Ainsi, il y a l'un des 14 points de la Déclaration signée par le Congrès et le Sénat d'Espagne, ainsi que des représentants du Parlement européen et des chambres législatives du Portugal, de l'Italie, de la France, de la Grèce, de la Croatie, de la Turquie, de la Slovénie, de Malte, du Maroc, Marocco et l'Égypte.
Les signataires appellent tous les gouvernements et institutions impliquées pour s'entendre sur une « approche complète » pour concevoir l'économie, humanitaire, le développement et la promotion des politiques de paix et de sécurité qui contribuent à une gestion plus efficace des flux migratoires.

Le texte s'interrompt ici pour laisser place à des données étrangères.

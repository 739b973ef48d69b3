pub mod command;
pub mod error;
pub mod meta;
pub mod response;

pub type NodeId = u64;
pub type LogIndex = u64;
pub type ShardGroupId = u64;
pub type ShardId = u64;

pub use command::{Command, CommandKind, Proposal};
pub use error::{ApplyError, MetaError};
pub use meta::{
    ContinuousQueryInfo, DatabaseInfo, Lease, NodeInfo, Privilege, RetentionPolicyInfo,
    RetentionPolicySpec, RetentionPolicyUpdate, ShardGroupInfo, ShardInfo, SubscriptionInfo,
    UserInfo,
};
pub use response::{MetaRequest, MetaResponse};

Dans le texte, collecté par Europa Press, ils demandent que « l'augmentation de la pression soutenue par les pays de destination » qui, comme c'est le cas de l'Espagne, se trouve en première ligne pour leur situation géographique « et » les responsabilités sont reconnues dérivées De la gestion de la réception, de l'hébergement et du traitement des demandes et de l'intégration croissantes d'asile, promouvant la création d'un mécanisme de solidarité efficace et de responsabilité partagée.
Garantie les conditions de rendement volontaire
Plus précisément, ils appellent à être « proactifs » lorsqu'ils abordent les nouveaux flux migratoires possibles, soutenant les pays de cette première ligne et « garantissent que les conditions pour le retour sûr et volontaire des réfugiés sont donnés lorsque cela est possible ».
Ils placent également des associations entre les pays d'origine, le transit et la destination et pour renforcer la coopération aux niveaux régional, multilatéral et international pour prévenir les décès possibles, toute violation des droits de l'homme et réduire autant que possible la migration irrégulière.
Ils affirment également que les « dernières causes et facteurs qui stimulent la migration irrégulière et le déplacement forcé » sont abordés et que les pays d'origine sont aidés à renforcer leur capacité de gestion à la réintégration des migrants qui reviennent « selon un processus durable ».
Ils parient également sur la «conception d'une stratégie complète pour lutter contre les technologies modernes et l'IA, les processus de désertification qui affectent particulièrement les pays d'Afrique du Nord et de la région subsaharienne, causée par la diminution des précipitations et la mauvaise gestion des ressources en eau « , qui intensifie la crise migratoire.
Mineurs non accompagnés
Ces pays soutiennent également les programmes de développement locaux dans les pays d'origine et les transports en commun axés sur la formation du travail, en particulier les femmes, y compris les professions d'ingénierie et les secteurs techniques, afin de prévenir l'immigration irrégulière et l'amélioration de la demande dans l'éducation, la santé et l'assistance sociale dans ces territoires.
The statement dedicates a specific point to the protection of boys and girls who already migrate unaccompanied minors, emphasizing that, « beyond their status of migrants or refugees, they enjoy all the rights enshrined in the UN agreement on the UN on the UN on the UN à l'ONU à l'ONU à l'ONU à l'ONU, les droits de l'enfant, et que leur meilleur intérêt doit toujours être le principal critère de toutes les décisions et actions qui les concernent.
Le texte défend également la reconnaissance des avantages de la migration et de la mobilité légales, car une «migration sûre» peut aider à répondre à certains besoins du marché du travail et à stimuler la croissance économique des pays de destination, de transit et d'origine. Ils demandent également un engagement actif à investir dans les politiques sociales, du travail et du divertissement culturel pour les nouveaux arrivants.